» Exercise
Give back every record that follows, exactly as written.
***** Supplied material
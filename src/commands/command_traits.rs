//! Command pattern interfaces
//!
//! This module defines the core Command pattern interfaces
//! for the CLI application, enabling a clean separation of concerns.

use crate::errors::TileResult;

/// Represents an executable command in the application
///
/// Command objects encapsulate the logic for a specific CLI operation,
/// allowing for separation of concerns and better testability.
pub trait Command {
    /// Execute the command
    ///
    /// # Returns
    /// Result indicating success or an error
    fn execute(&self) -> TileResult<()>;
}

/// Factory for creating commands from CLI arguments
///
/// This trait defines the interface for command factories
/// which can parse CLI arguments and create the appropriate Command.
pub trait CommandFactory {
    /// Create a new Command instance based on CLI arguments
    ///
    /// # Arguments
    /// * `args` - CLI argument matches from clap
    ///
    /// # Returns
    /// A command that implements the Command trait, or an error
    fn create_command(&self, args: &clap::ArgMatches) -> TileResult<Box<dyn Command>>;
}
**********
» Task answer
filename src/commands/command_traits.rs
//! Command pattern interfaces
//!
//! This module defines the core Command pattern interfaces
//! for the CLI application, enabling a clean separation of concerns.

use crate::errors::TileResult;

/// Represents an executable command in the application
///
/// Command objects encapsulate the logic for a specific CLI operation,
/// allowing for separation of concerns and better testability.
pub trait Command {
    /// Execute the command
    ///
    /// # Returns
    /// Result indicating success or an error
    fn execute(&self) -> TileResult<()>;
}

/// Factory for creating commands from CLI arguments
///
/// This trait defines the interface for command factories
/// which can parse CLI arguments and create the appropriate Command.
pub trait CommandFactory {
    /// Create a new Command instance based on CLI arguments
    ///
    /// # Arguments
    /// * `args` - CLI argument matches from clap
    ///
    /// # Returns
    /// A command that implements the Command trait, or an error
    fn create_command(&self, args: &clap::ArgMatches) -> TileResult<Box<dyn Command>>;
}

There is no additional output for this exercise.